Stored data
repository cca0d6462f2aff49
//! Shared utilities.

#[cfg(test)]
pub mod testutil;
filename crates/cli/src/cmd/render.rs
//! Implementation of the `kapply render` command.
//!
//! Works without a cluster: renders one manifest and prints it.

use anyhow::{Context, Result};
use kapply_lib::decode::DecoderRegistry;
use kapply_lib::manifest::{ManifestRef, ManifestSource};
use kapply_lib::render::{TemplateRenderer, render_manifest};
use serde_json::json;

use super::ManifestArgs;
use crate::output::{self, OutputFormat, print_info};

pub fn cmd_render(source: &ManifestArgs, manifest: &str, check: bool, format: OutputFormat) -> Result<()> {
  let params = source.render_params()?;
  let raw = source
    .source()
    .get(&ManifestRef::from(manifest))
    .with_context(|| format!("failed to fetch {manifest}"))?;
  let rendered = render_manifest(&raw, Some(&TemplateRenderer), &params)
    .with_context(|| format!("failed to render {manifest}"))?;
  let text = String::from_utf8_lossy(&rendered);

  let decoded = if check {
    let decoded = DecoderRegistry::global()
      .decode(&rendered)
      .with_context(|| format!("failed to decode {manifest}"))?;
    Some((decoded.kind().to_string(), decoded.name().to_string()))
  } else {
    None
  };

  if format.is_json() {
    let (kind, name) = decoded.unzip();
    return output::print_json(&json!({
      "manifest": manifest,
      "kind": kind,
      "name": name,
      "rendered": text,
    }));
  }

  print!("{text}");
  if let Some((kind, name)) = decoded {
    print_info(&format!("{manifest} is a valid {kind} named {name}"));
  }
  Ok(())
}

About this task:
When a line of the records includes "Some", that line belongs in the answer.

Output:
  let rendered = render_manifest(&raw, Some(&TemplateRenderer), &params)
    Some((decoded.kind().to_string(), decoded.name().to_string()))
  if let Some((kind, name)) = decoded {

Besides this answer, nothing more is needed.